Likewise, you're probably also familiar with the story that, when Chris Claremont came up with the idea that Raven Darkholme and Kurt Wagner were related (a plot point set up all the way back in Uncanny X-Men #142), he intended that Mystique was Nightcrawler's father, having used her shapeshifting powers to take on a male body and impregnate (her one true love) Irene. This would have moved far beyond subtext - but it proved to be a bridge too far for Marvel editorial, and Claremont was never able to get it past S&P.

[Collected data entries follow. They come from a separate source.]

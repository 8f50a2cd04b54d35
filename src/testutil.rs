use crate::annotation::{Annotation, Exon};
use crate::breakpoints::{Breakend, BreakendSet, Strand};

pub fn exon(id: &str, chrom: &str, start: u64, end: u64, gene: &str, txs: &[&str]) -> Exon {
    Exon {
        exon_id: id.to_string(),
        chrom: chrom.to_string(),
        start,
        end,
        strand: Strand::Forward,
        gene_id: gene.to_string(),
        tx_names: txs.iter().map(|t| t.to_string()).collect(),
    }
}

/// TX1 (gene G1 / GENE1): five 100bp exons at 1000, 2000, .. 5000 on `chrom`.
/// TX2 (gene G2 / GENE2): two exons on chr2-like `chrom2`.
pub fn tx_exons(chrom: &str, chrom2: &str) -> Vec<Exon> {
    let mut exons = (1..=5u64)
        .map(|i| {
            exon(
                &format!("E{}", i),
                chrom,
                i * 1000,
                i * 1000 + 100,
                "G1",
                &["TX1"],
            )
        })
        .collect::<Vec<Exon>>();
    exons.push(exon("F1", chrom2, 10000, 10200, "G2", &["TX2"]));
    exons.push(exon("F2", chrom2, 11000, 11200, "G2", &["TX2"]));
    exons
}

pub fn symbols() -> Vec<(String, String)> {
    vec![
        ("G1".to_string(), "GENE1".to_string()),
        ("G2".to_string(), "GENE2".to_string()),
    ]
}

pub fn tx1_annotation() -> Annotation {
    Annotation::new(tx_exons("chr1", "chr2"), vec![], symbols()).unwrap()
}

pub fn bnd(id: &str, chrom: &str, pos: u64, partner: &str) -> Breakend {
    Breakend::new(id, chrom, pos, Strand::Unknown, partner)
}

/// two intronic deletions of TX1: exon1|exon2 and exon3|exon4
pub fn intronic_breakends() -> Vec<Breakend> {
    vec![
        bnd("A1", "chr1", 2010, "B1"),
        bnd("B1", "chr1", 1095, "A1"),
        bnd("A2", "chr1", 4010, "B2"),
        bnd("B2", "chr1", 3095, "A2"),
    ]
}

/// start side of exon5 joined to deep intergenic chr5
pub fn insertion_breakends() -> Vec<Breakend> {
    vec![
        bnd("C1", "chr1", 5005, "D1"),
        bnd("D1", "chr5", 500000, "C1"),
    ]
}

pub fn breakend_set(breakends: Vec<Breakend>) -> BreakendSet {
    BreakendSet::new(breakends).unwrap()
}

This lacuna in the backstories of Kurt and Raven - who was Kurt's father? - would remain one of the enduring mysteries of the X-Men mythos...and if there's one thing that comic writers like, it's filling in these gaps with a retcon.
Enter the Draco
Before I get into the most infamous story in all of X-Men history, I want to talk about retcons a bit. As I've written before:
"As long as there have been comic books, there have been retcons. For all that they have acquired a bad reputation, retcons can be an incredibly useful tool in comics writing and shouldn’t be dismissed out of hand. Done right, retcons can add an enormous amount of depth and breadth to a character, making their worlds far richer than they were before. Instead, I would argue that retcons should be judged on the basis of whether they’re additive (bringing something new to the character by showing us a previously unknown aspect of their lives we never knew existed before) or subtractive (taking away something from the character that had previously been an important part of their identity), and how well those changes suit the character."

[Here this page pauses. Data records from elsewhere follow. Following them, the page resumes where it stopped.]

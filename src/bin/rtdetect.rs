use clap::{Parser, Subcommand};

use rtdetect::cmd::detect::{run_detect, DetectCli};
use rtdetect::logger::init_logger;

#[derive(Parser)]
#[command(
    name = "rtdetect",
    about = "[rtdetect] Retrotransposed transcript detection from paired structural-variant breakends",
    author,
    version,
    long_about = None,
)]
struct Cli {
    #[command(subcommand)]
    command: Commands,
}

#[derive(Subcommand)]
enum Commands {
    Detect(DetectCli),
}

fn main() {
    let cli = Cli::parse();

    match cli.command {
        Commands::Detect(ref detect_cli) => {
            init_logger(detect_cli.verbose);
            if let Err(e) = run_detect(detect_cli) {
                eprintln!("Error running detection: {:#}", e);
                std::process::exit(1);
            }
        }
    }
}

For a good example of an additive retcon, I would point to Chris Claremont re-writing Magneto's entire personality by revealing that he was a Jewish survivor of the Holocaust. As I have argued at some length, this transformed Magneto from a Doctor Doom knockoff into a complex and sympathetic character who could now work as a villain, anti-villain, anti-hero, or hero depending on the needs of the story.
For a good example of a subtractive retcon, I would point to...the Draco. If you're not familiar with this story, the TLDR is that it was revealed that Kurt's father was Azazel - an evil ancient mutant with the same powers and the same appearance (albeit color-shifted) as Kurt, who claims to be the devil and is part of a tribe of demonic-looking mutants who were banished to the Brimstone Dimension, and who fathered Nightcrawler as part of a plot to end this banishment.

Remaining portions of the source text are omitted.